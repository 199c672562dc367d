use crate::domain::ports::Storage;
use crate::utils::error::Result;
use std::fs;
use std::path::PathBuf;

/// Reads and writes files relative to a base directory; absolute paths are used as given.
#[derive(Debug, Clone)]
pub struct LocalStorage {
    base_path: PathBuf,
}

impl LocalStorage {
    pub fn new(base_path: impl Into<PathBuf>) -> Self {
        Self {
            base_path: base_path.into(),
        }
    }

    pub fn resolve(&self, path: &str) -> PathBuf {
        self.base_path.join(path)
    }
}

impl Default for LocalStorage {
    fn default() -> Self {
        Self::new(".")
    }
}

impl Storage for LocalStorage {
    fn read_file(&self, path: &str) -> Result<Vec<u8>> {
        let data = fs::read(self.resolve(path))?;
        Ok(data)
    }

    fn write_file(&self, path: &str, data: &[u8]) -> Result<()> {
        let full_path = self.resolve(path);

        if let Some(parent) = full_path.parent().filter(|p| !p.as_os_str().is_empty()) {
            fs::create_dir_all(parent)?;
        }

        fs::write(&full_path, data)?;
        tracing::debug!("Wrote {} bytes to {}", data.len(), full_path.display());
        Ok(())
    }
}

• Problem requirements: Transcribe the data. Leave every line exactly as it is.

• Task solution:
repository 199c672562dc367d
use crate::domain::ports::Storage;
use crate::utils::error::Result;
use std::fs;
use std::path::PathBuf;

/// Reads and writes files relative to a base directory; absolute paths are used as given.
#[derive(Debug, Clone)]
pub struct LocalStorage {
    base_path: PathBuf,
}

impl LocalStorage {
    pub fn new(base_path: impl Into<PathBuf>) -> Self {
        Self {
            base_path: base_path.into(),
        }
    }

    pub fn resolve(&self, path: &str) -> PathBuf {
        self.base_path.join(path)
    }
}

impl Default for LocalStorage {
    fn default() -> Self {
        Self::new(".")
    }
}

impl Storage for LocalStorage {
    fn read_file(&self, path: &str) -> Result<Vec<u8>> {
        let data = fs::read(self.resolve(path))?;
        Ok(data)
    }

    fn write_file(&self, path: &str, data: &[u8]) -> Result<()> {
        let full_path = self.resolve(path);

        if let Some(parent) = full_path.parent().filter(|p| !p.as_os_str().is_empty()) {
            fs::create_dir_all(parent)?;
        }

        fs::write(&full_path, data)?;
        tracing::debug!("Wrote {} bytes to {}", data.len(), full_path.display());
        Ok(())
    }
}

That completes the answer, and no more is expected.